Possível origem do “Wow! Signal” pode ser 3I/ATLAS
No dia 15 de agosto de 1977, um sinal de rádio intenso e estreito, conhecido como “Wow! Signal”, foi detectado pelo telescópio Big Ear da Universidade de Ohio. Esse sinal gerou especulações sobre sua origem extraterrestre. Pesquisas recentes sugerem que o “Wow! Signal” pode ter sido causado por um fenômeno natural, especificamente um brilho repentino da linha de hidrogênio, gerado por uma fonte de rádio transiente, como a explosão de uma estrela de nêutrons altamente magnetizada, conhecida como magnetar.
O sinal foi registrado na localização celeste com coordenadas específicas: Ascensão Reta (RA) a 19 horas e 25 minutos, e Declinação (Dec) a -27 graus. Na mesma data, o objeto interestelar 3I/ATLAS estava a aproximadamente 600 vezes a distância entre a Terra e o Sol, com coordenadas RA a 19 horas e 40 minutos, e Dec a -19 graus. Essa proximidade angulada entre o sinal e o objeto interstelar é notável, levando a uma chance de apenas 0,6% de ocorrer tal alinhamento por acaso.
A intensidade do “Wow! Signal” variou entre 54 e 212 Jansky, com uma largura de banda de cerca de 10 kilohertz. Considerando a distância de 600 unidades astronômicas (AU), a potência do sinal corresponderia a uma fonte com potência entre 0,5 e 2 gigawatts, similar à de um reator nuclear.
Além disso, o “Wow! Signal” foi observado em uma frequência de 1420,4556 megahertz, um deslocamento em direção à Terra de cerca de 10 quilômetros por segundo, em relação à linha de hidrogênio. Esse deslocamento é menor do que o esperado para 3I/ATLAS, que se desloca a 60 quilômetros por segundo em direção ao Sol.

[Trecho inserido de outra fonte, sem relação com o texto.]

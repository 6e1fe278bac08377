//! # Generation Pipeline
//!
//! An explicit, ordered list of named stages. Each stage is a pure function
//! from the list so far to the next list. Stage order is part of the
//! behaviour: replacements and conflicts only see items injected before
//! them, and pruning only sees rescaled quantities.
//!
//! | # | Stage                 |
//! |---|-----------------------|
//! | 1 | essentials            |
//! | 2 | temperature_clothing  |
//! | 3 | conditions            |
//! | 4 | keywords              |
//! | 5 | transportation        |
//! | 6 | accommodation         |
//! | 7 | combinations          |
//! | 8 | replacements          |
//! | 9 | conflicts             |
//! | 10| rescale               |
//! | 11| prune                 |
//! | 12| finalize              |

use packwise_core::PackingList;

use crate::context::StageContext;
use crate::stages;

/// Signature of a stage.
pub type StageFn = fn(PackingList, &StageContext<'_>) -> PackingList;

/// A named pipeline stage.
#[derive(Clone, Copy)]
pub struct Stage {
    name: &'static str,
    run: StageFn,
}

impl Stage {
    /// Name a stage function.
    pub fn new(name: &'static str, run: StageFn) -> Self {
        Self { name, run }
    }

    /// The stage name.
    pub fn name(&self) -> &'static str {
        self.name
    }

    /// Run the stage.
    pub fn run(&self, list: PackingList, ctx: &StageContext<'_>) -> PackingList {
        (self.run)(list, ctx)
    }
}

impl std::fmt::Debug for Stage {
    fn fmt(&self, f: &mut std::fmt::Formatter<'_>) -> std::fmt::Result {
        f.debug_tuple("Stage").field(&self.name).finish()
    }
}

/// Ordered stages.
#[derive(Debug, Clone)]
pub struct Pipeline {
    stages: Vec<Stage>,
}

impl Pipeline {
    /// The twelve standard stages.
    pub fn standard() -> Self {
        Self {
            stages: vec![
                Stage::new("essentials", stages::essentials::run),
                Stage::new("temperature_clothing", stages::clothing::run),
                Stage::new("conditions", stages::injection::conditions),
                Stage::new("keywords", stages::injection::keywords),
                Stage::new("transportation", stages::injection::transportation),
                Stage::new("accommodation", stages::injection::accommodation),
                Stage::new("combinations", stages::injection::combinations),
                Stage::new("replacements", stages::resolution::replacements),
                Stage::new("conflicts", stages::resolution::conflicts),
                Stage::new("rescale", stages::sizing::rescale),
                Stage::new("prune", stages::sizing::prune),
                Stage::new("finalize", stages::sizing::finalize),
            ],
        }
    }

    /// The stages, in order.
    pub fn stages(&self) -> &[Stage] {
        &self.stages
    }

    /// Stage names, in order.
    pub fn names(&self) -> Vec<&'static str> {
        self.stages.iter().map(Stage::name).collect()
    }

    /// Run every stage from an empty list.
    pub fn run(&self, ctx: &StageContext<'_>) -> PackingList {
        self.stages.iter().fold(PackingList::new(), |list, stage| {
            let list = stage.run(list, ctx);
            tracing::debug!(
                stage = stage.name(),
                categories = list.category_count(),
                items = list.total_items(),
                "stage complete"
            );
            list
        })
    }
}
//! # Contextual Policies
//!
//! Rules that shape the list rather than add to it:
//!
//! - [`ConflictRule`]: items contradicting the chosen transportation or
//!   accommodation are removed.
//! - [`AccommodationPolicy`]: essentials an accommodation already provides
//!   are skipped, and essential quantities are adjusted.
//! - [`CarryOnRestriction`]: the items that cabin-bag-only alternatives are
//!   meant to replace.

use packwise_core::{
    scale_quantity, Accommodation, CatalogError, KeywordSet, TransportOption, Transportation,
    TripProfile,
};
use serde::{Deserialize, Serialize};

// ---------------------------------------------------------------------------
// Conflicts
// ---------------------------------------------------------------------------

/// The trip choice a conflict rule reacts to.
#[derive(Debug, Clone, Copy, PartialEq, Eq, Serialize, Deserialize)]
#[serde(rename_all = "snake_case")]
pub enum Choice {
    Transportation(Transportation),
    Accommodation(Accommodation),
}

impl Choice {
    /// Whether the trip made this choice.
    pub fn made_by(&self, trip: &TripProfile) -> bool {
        match self {
            Self::Transportation(mode) => trip.transportation == Some(*mode),
            Self::Accommodation(mode) => trip.accommodation == Some(*mode),
        }
    }
}

impl std::fmt::Display for Choice {
    fn fmt(&self, f: &mut std::fmt::Formatter<'_>) -> std::fmt::Result {
        use packwise_core::Vocabulary;
        match self {
            Self::Transportation(mode) => write!(f, "transportation={}", mode.as_str()),
            Self::Accommodation(mode) => write!(f, "accommodation={}", mode.as_str()),
        }
    }
}

/// Keywords contradicting a trip choice.
#[derive(Debug, Clone, PartialEq, Serialize, Deserialize)]
pub struct ConflictRule {
    /// The choice.
    pub when: Choice,
    /// Item-name fragments to remove.
    pub keywords: KeywordSet,
}

impl ConflictRule {
    /// Build a conflict rule.
    pub fn new(when: Choice, keywords: &[&str]) -> Self {
        Self {
            when,
            keywords: KeywordSet::new(keywords),
        }
    }

    /// Whether the rule applies to this trip.
    pub fn applies(&self, trip: &TripProfile) -> bool {
        self.when.made_by(trip)
    }
}

// ---------------------------------------------------------------------------
// Accommodation policies
// ---------------------------------------------------------------------------

/// Which essentials an adjustment touches.
#[derive(Debug, Clone, PartialEq, Serialize, Deserialize)]
#[serde(rename_all = "snake_case")]
pub enum AdjustmentScope {
    /// Every item of one essentials category.
    Category(String),
    /// Items whose name contains one of the fragments.
    Items(KeywordSet),
}

/// What an adjustment does to a quantity.
#[derive(Debug, Clone, Copy, PartialEq, Serialize, Deserialize)]
#[serde(rename_all = "snake_case")]
pub enum AdjustmentAction {
    /// Multiply, rounding up.
    Scale(f64),
    /// Never more than this many.
    Cap(u32),
}

/// A quantity adjustment applied to essentials.
#[derive(Debug, Clone, PartialEq, Serialize, Deserialize)]
pub struct QuantityAdjustment {
    pub scope: AdjustmentScope,
    pub action: AdjustmentAction,
}

impl QuantityAdjustment {
    /// Scale every item of `category`.
    pub fn scale_category(category: &str, factor: f64) -> Self {
        Self {
            scope: AdjustmentScope::Category(category.to_string()),
            action: AdjustmentAction::Scale(factor),
        }
    }

    /// Scale items matching `fragments`.
    pub fn scale_items(fragments: &[&str], factor: f64) -> Self {
        Self {
            scope: AdjustmentScope::Items(KeywordSet::new(fragments)),
            action: AdjustmentAction::Scale(factor),
        }
    }

    /// Cap items matching `fragments`.
    pub fn cap_items(fragments: &[&str], cap: u32) -> Self {
        Self {
            scope: AdjustmentScope::Items(KeywordSet::new(fragments)),
            action: AdjustmentAction::Cap(cap),
        }
    }

    /// Whether the adjustment touches this item.
    pub fn applies_to(&self, category: &str, name: &str) -> bool {
        match &self.scope {
            AdjustmentScope::Category(key) => key == category,
            AdjustmentScope::Items(fragments) => fragments.matches(name),
        }
    }

    /// Adjust a quantity. The result may fall outside the item's bounds;
    /// callers re-clamp.
    pub fn apply(&self, quantity: u32) -> u32 {
        match self.action {
            AdjustmentAction::Scale(factor) => scale_quantity(quantity, factor),
            AdjustmentAction::Cap(cap) => quantity.min(cap),
        }
    }

    fn check(&self) -> Result<(), String> {
        match self.action {
            AdjustmentAction::Scale(factor) if !factor.is_finite() || factor <= 0.0 => {
                Err(format!("scale factor must be positive, got {factor}"))
            }
            AdjustmentAction::Cap(0) => Err("cap must be at least 1".into()),
            _ => Ok(()),
        }
    }
}

/// How an accommodation shapes the essentials.
#[derive(Debug, Clone, PartialEq, Serialize, Deserialize)]
pub struct AccommodationPolicy {
    /// The accommodation this policy serves.
    pub accommodation: Accommodation,
    /// Essentials the accommodation provides.
    pub skip: KeywordSet,
    /// Quantity adjustments, applied in order.
    #[serde(default)]
    pub adjustments: Vec<QuantityAdjustment>,
}

impl AccommodationPolicy {
    /// A policy with a skip list and no adjustments.
    pub fn new(accommodation: Accommodation, skip: &[&str]) -> Self {
        Self {
            accommodation,
            skip: KeywordSet::new(skip),
            adjustments: Vec::new(),
        }
    }

    /// Append an adjustment.
    pub fn with_adjustment(mut self, adjustment: QuantityAdjustment) -> Self {
        self.adjustments.push(adjustment);
        self
    }

    /// Whether the accommodation already provides this item.
    pub fn skips(&self, name: &str) -> bool {
        self.skip.matches(name)
    }

    /// Apply every matching adjustment in order.
    pub fn adjust(&self, category: &str, name: &str, quantity: u32) -> u32 {
        self.adjustments
            .iter()
            .filter(|a| a.applies_to(category, name))
            .fold(quantity, |qty, a| a.apply(qty))
    }

    /// Check every adjustment.
    pub fn validate(&self) -> Result<(), CatalogError> {
        for adjustment in &self.adjustments {
            adjustment
                .check()
                .map_err(|reason| CatalogError::InvalidRule {
                    rule_id: format!(
                        "policy.{}",
                        packwise_core::Vocabulary::as_str(&self.accommodation)
                    ),
                    reason,
                })?;
        }
        Ok(())
    }
}

// ---------------------------------------------------------------------------
// Carry-on restriction
// ---------------------------------------------------------------------------

/// Items that cabin-bag-only alternatives are meant to replace.
///
/// The alternatives themselves are injected by an ordinary transportation
/// rule targeting [`CarryOnRestriction::alternatives_category`]. The removals
/// only take effect when the generator is configured to enforce them.
#[derive(Debug, Clone, PartialEq, Serialize, Deserialize)]
pub struct CarryOnRestriction {
    /// The option that triggers the restriction.
    pub option: TransportOption,
    /// Category receiving the alternatives.
    pub alternatives_category: String,
    /// Item-name fragments the alternatives replace.
    pub removals: KeywordSet,
}

impl CarryOnRestriction {
    /// Whether the restriction applies to this trip.
    pub fn applies(&self, trip: &TripProfile) -> bool {
        trip.has_transport_option(self.option)
    }
}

Atualmente, nenhum telescópio registrou dados sobre 3I/ATLAS. Entretanto, a coincidência entre a trajetória de 3I/ATLAS e o “Wow! Signal” desperta a esperança de que astrônomos verifiquem se há alguma transmissão de rádio associada ao objeto, especialmente em torno da linha hiperfina do hidrogênio.

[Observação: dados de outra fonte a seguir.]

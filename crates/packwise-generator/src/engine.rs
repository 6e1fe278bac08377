//! # Generator
//!
//! [`Generator`] owns a validated catalog, rule set and configuration and
//! turns a [`TripContext`] into a [`PackingList`].
//!
//! ## Determinism
//!
//! Generation is a pure function of the trip and the generator's data:
//! identical inputs yield identical lists, and therefore identical
//! [`ListFingerprint`](packwise_core::ListFingerprint)s. Completion state is
//! never carried over from a previous list.

use packwise_catalog::ItemCatalog;
use packwise_core::{Diagnostic, PackingList, PackwiseResult, TripContext, TripProfile};
use packwise_rules::RuleSet;
use serde::{Deserialize, Serialize};

use crate::config::GeneratorConfig;
use crate::context::StageContext;
use crate::pipeline::Pipeline;

/// A generated list with the diagnostics collected on the way.
#[derive(Debug, Clone, PartialEq, Eq, Serialize, Deserialize)]
pub struct Generation {
    pub list: PackingList,
    /// Unrecognized or inapplicable identifiers, sorted.
    pub diagnostics: Vec<Diagnostic>,
}

/// The packing-list generator.
#[derive(Debug, Clone)]
pub struct Generator {
    catalog: ItemCatalog,
    rules: RuleSet,
    config: GeneratorConfig,
    pipeline: Pipeline,
}

impl Generator {
    /// Validate and assemble a generator.
    ///
    /// # Errors
    ///
    /// - [`PackwiseError::Config`](packwise_core::PackwiseError::Config) for
    ///   out-of-range configuration.
    /// - [`PackwiseError::Catalog`](packwise_core::PackwiseError::Catalog)
    ///   for invalid catalog entries or rules that do not fit the catalog.
    pub fn new(
        catalog: ItemCatalog,
        rules: RuleSet,
        config: GeneratorConfig,
    ) -> PackwiseResult<Self> {
        config.validate()?;
        catalog.validate()?;
        rules.validate_against(&catalog)?;
        tracing::info!(
            catalog_items = catalog.item_count(),
            rules = rules.rule_count(),
            prune_strategy = %config.prune_strategy,
            "generator ready"
        );
        Ok(Self {
            catalog,
            rules,
            config,
            pipeline: Pipeline::standard(),
        })
    }

    /// The built-in catalog and rule set with default configuration.
    pub fn builtin() -> PackwiseResult<Self> {
        Self::with_config(GeneratorConfig::default())
    }

    /// The built-in catalog and rule set with `config`.
    pub fn with_config(config: GeneratorConfig) -> PackwiseResult<Self> {
        Self::new(ItemCatalog::builtin()?, RuleSet::builtin(), config)
    }

    pub fn catalog(&self) -> &ItemCatalog {
        &self.catalog
    }

    pub fn rules(&self) -> &RuleSet {
        &self.rules
    }

    pub fn config(&self) -> &GeneratorConfig {
        &self.config
    }

    pub fn pipeline(&self) -> &Pipeline {
        &self.pipeline
    }

    /// Generate a packing list.
    ///
    /// # Errors
    ///
    /// Returns [`PackwiseError::InvalidContext`](packwise_core::PackwiseError::InvalidContext)
    /// for non-positive nights, a missing trip type or malformed forecast
    /// entries. No partial list is produced.
    pub fn generate(&self, context: &TripContext) -> PackwiseResult<PackingList> {
        Ok(self.generate_with_report(context)?.list)
    }

    /// Generate a packing list and report diagnostics.
    pub fn generate_with_report(&self, context: &TripContext) -> PackwiseResult<Generation> {
        let (trip, diagnostics) = TripProfile::resolve(context)?;
        let list = self.generate_for(&trip);
        tracing::debug!(
            nights = trip.nights,
            categories = list.category_count(),
            items = list.total_items(),
            diagnostics = diagnostics.len(),
            "packing list generated"
        );
        Ok(Generation { list, diagnostics })
    }

    /// Run the pipeline for an already-resolved trip.
    pub fn generate_for(&self, trip: &TripProfile) -> PackingList {
        let ctx = StageContext::new(trip, &self.catalog, &self.rules, &self.config);
        self.pipeline.run(&ctx)
    }
}
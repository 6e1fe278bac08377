//! # packwise-cli: Command-Line Host
//!
//! Provides the `packwise` command-line interface around the generator
//! library. The library itself performs no I/O; this crate owns file loading,
//! configuration and output formatting.
//!
//! ## Subcommands
//!
//! - `packwise generate`: Generate a packing list from a trip file.
//! - `packwise validate`: Validate a trip file and report diagnostics.
//! - `packwise catalog`: List catalog categories and items.
//! - `packwise rules`: List rule ids per group and the priority table.
//!
//! ```bash
//! packwise generate trips/lisbon.yaml --format json --diagnostics
//! packwise -v --config packwise.yaml validate trips/lisbon.yaml --strict
//! packwise catalog --section activities
//! ```

pub mod catalog;
pub mod config;
pub mod generate;
pub mod rules;
pub mod trip;
pub mod validate;

pub use config::{load_config, load_generator, CliConfig};
pub use trip::load_trip;
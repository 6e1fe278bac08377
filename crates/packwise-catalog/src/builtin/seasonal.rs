use super::{category, per_night, section, single};
use crate::catalog::SectionItems;

pub(crate) fn seasonal() -> SectionItems {
    section(vec![
        (
            "winter",
            category(vec![
                ("Insulated gloves", single().essential()),
                ("Warm hat", single().essential()),
                ("Neck warmer", single()),
                ("Thermal socks", per_night(0.5).with_min(2).with_max(6)),
                (
                    "Hand warmers",
                    per_night(0.5)
                        .with_max(10)
                        .with_description("Single-use heat packs"),
                ),
            ]),
        ),
        (
            "summer",
            category(vec![
                ("Sunscreen SPF 30", single().essential()),
                ("Sunglasses", single()),
                ("Sun hat", single()),
                ("Reusable water bottle", single()),
                ("Cooling towel", single()),
            ]),
        ),
        (
            "rainy",
            category(vec![
                ("Rain jacket", single().essential()),
                ("Compact umbrella", single()),
                ("Waterproof shoes", single()),
                ("Dry bag", single().with_description("Keeps electronics dry")),
            ]),
        ),
    ])
}
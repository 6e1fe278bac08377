use super::{per_night, single};
use crate::temperature::{BandRule, TemperatureBand};

pub(crate) fn bands() -> Vec<BandRule> {
    vec![
        BandRule::new(
            TemperatureBand::Freezing,
            vec![
                (
                    "Heavy winter coat",
                    single().essential().with_description("Insulated, windproof"),
                ),
                ("Thermal underwear", per_night(0.5).with_min(1).with_max(4)),
                ("Insulated boots", single().essential()),
                ("Wool sweaters", per_night(0.3).with_min(1).with_max(3)),
            ],
        ),
        BandRule::new(
            TemperatureBand::Cold,
            vec![
                (
                    "Winter jacket",
                    single().essential().with_description("Warm outer layer"),
                ),
                ("Warm sweater", per_night(0.3).with_min(1).with_max(3)),
                ("Long-sleeve shirts", per_night(0.5).with_max(5)),
                ("Thermal base layer", single()),
            ],
        ),
        BandRule::new(
            TemperatureBand::Mild,
            vec![
                ("Light jacket", single()),
                ("Long-sleeve shirts", per_night(0.4).with_max(4)),
                ("Jeans or chinos", per_night(0.3).with_min(1).with_max(3)),
            ],
        ),
        BandRule::new(
            TemperatureBand::Warm,
            vec![
                ("Shorts", per_night(0.4).with_min(1).with_max(4)),
                ("Breathable shirts", per_night(0.6).with_max(6)),
                ("Sandals", single()),
            ],
        ),
        BandRule::new(
            TemperatureBand::Hot,
            vec![
                (
                    "Linen clothing",
                    per_night(0.7)
                        .with_max(7)
                        .with_description("Loose and light-coloured"),
                ),
                ("Shorts", per_night(0.5).with_min(1).with_max(5)),
                ("Wide-brim hat", single()),
                ("Sandals", single()),
            ],
        ),
    ]
}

Entre os dias 1 e 7 de outubro de 2025, a sonda Mars Reconnaissance Orbiter da NASA e as sondas europeias Mars Express e ExoMars farão observações do 3I/ATLAS, que passará a 29 milhões de quilômetros de Marte. Posteriormente, entre 2 e 25 de novembro de 2025, o explorador Juice da ESA observará o objeto em diferentes instrumentos.
O tratamento de um eventual sinal artificial proveniente de um objeto interestelar levanta questões sobre como devemos reagir. A resposta dependerá das características do objeto em questão. Poderíamos enviar mensagens por sinais de rádio ou laser, ou até mesmo interceptores para capturar imagens ou pousar sobre o objeto.

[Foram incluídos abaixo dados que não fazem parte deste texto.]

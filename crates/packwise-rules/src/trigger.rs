//! # Rule Triggers
//!
//! A [`Trigger`] is a declarative predicate over a resolved trip. Triggers
//! are data: they serialize, they can be listed, and every variant is
//! evaluated by one exhaustive `match` in [`Trigger::evaluate`].
//!
//! Evaluation reads from [`TripFacts`], which caches the few derived facts
//! (normalized notes, the international heuristic) that several triggers
//! share.

use packwise_core::{
    Accommodation, AccommodationOption, Activity, TransportOption, Transportation, TripProfile,
    TripType,
};
use serde::{Deserialize, Serialize};

use crate::vocabulary::{self, LONG_HAUL_MIN_NIGHTS, RAIN_CHANCE_THRESHOLD};

// ---------------------------------------------------------------------------
// TripFacts
// ---------------------------------------------------------------------------

/// A resolved trip plus facts derived from it once per generation.
#[derive(Debug, Clone)]
pub struct TripFacts<'a> {
    trip: &'a TripProfile,
    notes: String,
    international_hint: bool,
}

impl<'a> TripFacts<'a> {
    /// Derive facts for `trip`.
    pub fn derive(trip: &'a TripProfile) -> Self {
        Self {
            trip,
            notes: trip.normalized_notes(),
            international_hint: vocabulary::is_international_trip(&trip.location, &trip.notes),
        }
    }

    /// The underlying trip.
    pub fn trip(&self) -> &'a TripProfile {
        self.trip
    }

    /// Lower-cased notes.
    pub fn notes(&self) -> &str {
        &self.notes
    }

    /// Whether location or notes suggest an international trip.
    pub fn international_hint(&self) -> bool {
        self.international_hint
    }

    /// Travelling by plane.
    pub fn flying(&self) -> bool {
        self.trip.transportation == Some(Transportation::Plane)
    }

    /// Plane travel flagged international, explicitly or by heuristic.
    pub fn international_flight(&self) -> bool {
        self.flying()
            && (self.trip.has_transport_option(TransportOption::International)
                || self.international_hint)
    }

    /// Plane travel flagged long-haul, or an international flight on a trip
    /// of at least a week.
    pub fn long_haul_flight(&self) -> bool {
        self.flying()
            && (self.trip.has_transport_option(TransportOption::LongHaul)
                || (self.international_flight() && self.trip.nights >= LONG_HAUL_MIN_NIGHTS))
    }

    /// Any forecast day likely to be rainy.
    pub fn rain_likely(&self) -> bool {
        let conditions = vocabulary::rain_conditions();
        self.trip.weather.iter().any(|day| {
            day.chance_of_rain >= RAIN_CHANCE_THRESHOLD || conditions.matches(&day.condition)
        })
    }

    /// Spread between the warmest and coldest forecast day.
    pub fn temperature_spread(&self) -> Option<f64> {
        Some(self.trip.max_temperature()? - self.trip.min_temperature()?)
    }
}

// ---------------------------------------------------------------------------
// Trigger
// ---------------------------------------------------------------------------

/// When a conditional rule fires.
#[derive(Debug, Clone, PartialEq, Serialize, Deserialize)]
#[serde(rename_all = "snake_case")]
pub enum Trigger {
    /// Every trip.
    Always,
    /// The trip has this type.
    TripType(TripType),
    /// The activity is planned.
    Activity(Activity),
    /// Travelling by this mode.
    Transportation(Transportation),
    /// The transportation option is selected for the chosen mode.
    TransportOption(TransportOption),
    /// Staying in this kind of accommodation.
    Accommodation(Accommodation),
    /// The accommodation option is selected for the chosen mode.
    AccommodationOption(AccommodationOption),
    /// See [`TripFacts::international_flight`].
    InternationalFlight,
    /// See [`TripFacts::long_haul_flight`].
    LongHaulFlight,
    /// At most this many nights.
    NightsAtMost(u32),
    /// More than this many nights.
    NightsAbove(u32),
    /// Some forecast day is colder than this.
    AnyTempBelow(f64),
    /// Some forecast day is warmer than this.
    AnyTempAbove(f64),
    /// Some forecast day is likely to be rainy.
    RainLikely,
    /// The forecast spans at least this many degrees.
    TemperatureSwing(f64),
    /// The notes contain this keyword.
    NotesMention(String),
    /// Every inner trigger fires.
    All(Vec<Trigger>),
    /// At least one inner trigger fires.
    Any(Vec<Trigger>),
}

impl Trigger {
    /// Both triggers fire.
    pub fn and(self, other: Trigger) -> Trigger {
        match self {
            Trigger::All(mut inner) => {
                inner.push(other);
                Trigger::All(inner)
            }
            first => Trigger::All(vec![first, other]),
        }
    }

    /// Fires when `keyword` appears in the notes, case-insensitively.
    pub fn notes_mention(keyword: &str) -> Trigger {
        Trigger::NotesMention(packwise_core::normalize(keyword))
    }

    /// Evaluate against a trip.
    pub fn evaluate(&self, facts: &TripFacts<'_>) -> bool {
        let trip = facts.trip();
        match self {
            Self::Always => true,
            Self::TripType(t) => trip.trip_type == Some(*t),
            Self::Activity(a) => trip.has_activity(*a),
            Self::Transportation(m) => trip.transportation == Some(*m),
            Self::TransportOption(o) => trip.has_transport_option(*o),
            Self::Accommodation(m) => trip.accommodation == Some(*m),
            Self::AccommodationOption(o) => trip.has_accommodation_option(*o),
            Self::InternationalFlight => facts.international_flight(),
            Self::LongHaulFlight => facts.long_haul_flight(),
            Self::NightsAtMost(n) => trip.nights <= *n,
            Self::NightsAbove(n) => trip.nights > *n,
            Self::AnyTempBelow(t) => trip.weather.iter().any(|d| d.temp < *t),
            Self::AnyTempAbove(t) => trip.weather.iter().any(|d| d.temp > *t),
            Self::RainLikely => facts.rain_likely(),
            Self::TemperatureSwing(spread) => {
                facts.temperature_spread().is_some_and(|s| s >= *spread)
            }
            Self::NotesMention(keyword) => {
                !keyword.is_empty() && facts.notes().contains(keyword.as_str())
            }
            Self::All(inner) => inner.iter().all(|t| t.evaluate(facts)),
            Self::Any(inner) => inner.iter().any(|t| t.evaluate(facts)),
        }
    }
}

#[cfg(test)]
mod tests {
    use super::*;
    use packwise_core::{TripContext, WeatherDay};

    fn profile(context: TripContext) -> TripProfile {
        TripProfile::resolve(&context).unwrap().0
    }

    fn rainy(chance: f64, condition: &str) -> WeatherDay {
        WeatherDay {
            temp: 15.0,
            condition: condition.into(),
            chance_of_rain: chance,
        }
    }

    #[test]
    fn international_flight_requires_plane() {
        let trip = profile(
            TripContext::new(5, "leisure")
                .with_location("Rome, Italy")
                .with_transportation("car", &[]),
        );
        let facts = TripFacts::derive(&trip);
        assert!(facts.international_hint());
        assert!(!Trigger::InternationalFlight.evaluate(&facts));
    }

    #[test]
    fn international_flight_from_option_or_heuristic() {
        let explicit = profile(
            TripContext::new(3, "business").with_transportation("plane", &["international"]),
        );
        assert!(Trigger::InternationalFlight.evaluate(&TripFacts::derive(&explicit)));

        let inferred = profile(
            TripContext::new(3, "leisure")
                .with_location("Lisbon")
                .with_transportation("plane", &[]),
        );
        assert!(Trigger::InternationalFlight.evaluate(&TripFacts::derive(&inferred)));

        let domestic = profile(
            TripContext::new(3, "leisure")
                .with_location("Chicago")
                .with_transportation("plane", &[]),
        );
        assert!(!Trigger::InternationalFlight.evaluate(&TripFacts::derive(&domestic)));
    }

    #[test]
    fn long_haul_from_option_or_long_international_trip() {
        let flagged = profile(
            TripContext::new(2, "leisure").with_transportation("plane", &["long_haul"]),
        );
        assert!(Trigger::LongHaulFlight.evaluate(&TripFacts::derive(&flagged)));

        let short_abroad = profile(
            TripContext::new(6, "leisure").with_transportation("plane", &["international"]),
        );
        assert!(!Trigger::LongHaulFlight.evaluate(&TripFacts::derive(&short_abroad)));

        let week_abroad = profile(
            TripContext::new(7, "leisure").with_transportation("plane", &["international"]),
        );
        assert!(Trigger::LongHaulFlight.evaluate(&TripFacts::derive(&week_abroad)));
    }

    #[test]
    fn weather_triggers_need_a_forecast() {
        let trip = profile(TripContext::new(3, "leisure"));
        let facts = TripFacts::derive(&trip);
        assert!(!Trigger::AnyTempBelow(5.0).evaluate(&facts));
        assert!(!Trigger::AnyTempAbove(28.0).evaluate(&facts));
        assert!(!Trigger::RainLikely.evaluate(&facts));
        assert!(!Trigger::TemperatureSwing(10.0).evaluate(&facts));
    }

    #[test]
    fn rain_from_chance_or_condition() {
        let by_chance = profile(TripContext::new(3, "city").with_weather(vec![rainy(50.0, "")]));
        assert!(Trigger::RainLikely.evaluate(&TripFacts::derive(&by_chance)));

        let by_text =
            profile(TripContext::new(3, "city").with_weather(vec![rainy(10.0, "Drizzle")]));
        assert!(Trigger::RainLikely.evaluate(&TripFacts::derive(&by_text)));

        let dry = profile(TripContext::new(3, "city").with_weather(vec![rainy(49.0, "Cloudy")]));
        assert!(!Trigger::RainLikely.evaluate(&TripFacts::derive(&dry)));
    }

    #[test]
    fn temperature_thresholds_are_strict() {
        let trip = profile(
            TripContext::new(3, "city")
                .with_weather(vec![WeatherDay::at(5.0), WeatherDay::at(28.0)]),
        );
        let facts = TripFacts::derive(&trip);
        assert!(!Trigger::AnyTempBelow(5.0).evaluate(&facts));
        assert!(!Trigger::AnyTempAbove(28.0).evaluate(&facts));
        assert!(Trigger::TemperatureSwing(10.0).evaluate(&facts));
    }

    #[test]
    fn duration_bounds() {
        let trip = profile(TripContext::new(3, "city"));
        let facts = TripFacts::derive(&trip);
        assert!(Trigger::NightsAtMost(3).evaluate(&facts));
        assert!(!Trigger::NightsAbove(3).evaluate(&facts));
    }

    #[test]
    fn notes_mention_is_case_insensitive() {
        let trip = profile(TripContext::new(3, "leisure").with_notes("Cousin's WEDDING on Sat"));
        let facts = TripFacts::derive(&trip);
        assert!(Trigger::notes_mention("Wedding").evaluate(&facts));
        assert!(!Trigger::notes_mention("conference").evaluate(&facts));
        assert!(!Trigger::NotesMention(String::new()).evaluate(&facts));
    }

    #[test]
    fn and_flattens_into_all() {
        let combined = Trigger::Transportation(Transportation::Car)
            .and(Trigger::Accommodation(Accommodation::Camping))
            .and(Trigger::NightsAbove(1));
        match &combined {
            Trigger::All(inner) => assert_eq!(inner.len(), 3),
            other => panic!("expected All, got {other:?}"),
        }
        let trip = profile(
            TripContext::new(2, "adventure")
                .with_transportation("car", &[])
                .with_accommodation("camping", &[]),
        );
        assert!(combined.evaluate(&TripFacts::derive(&trip)));
    }

    #[test]
    fn options_only_count_for_their_mode() {
        let trip = profile(
            TripContext::new(3, "leisure").with_transportation("train", &["international"]),
        );
        let facts = TripFacts::derive(&trip);
        assert!(!Trigger::TransportOption(TransportOption::International).evaluate(&facts));
    }

    #[test]
    fn triggers_serialize_as_tagged_values() {
        let trigger = Trigger::Activity(Activity::Hiking);
        assert_eq!(
            serde_json::to_string(&trigger).unwrap(),
            r#"{"activity":"hiking"}"#
        );
        assert_eq!(serde_json::to_string(&Trigger::Always).unwrap(), r#""always""#);
    }
}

É importante considerar que nossa interpretação dos dados pode ser limitada, assim como nossa compreensão do que seria um sinal inteligente. A comunicação, nesse contexto, pode ser tão complexa quanto um inseto tentando entender um ciclista passando do outro lado da rua.
Avi Loeb, responsável pelo Projeto Galileo e diretor do Instituto de Teoria e Computação do Centro Harvard-Smithsonian de Astrofísica, levanta essas questões em seu trabalho. Ele é autor do livro “Extraterrestrial: The First Sign of Intelligent Life Beyond Earth”, entre outras obras.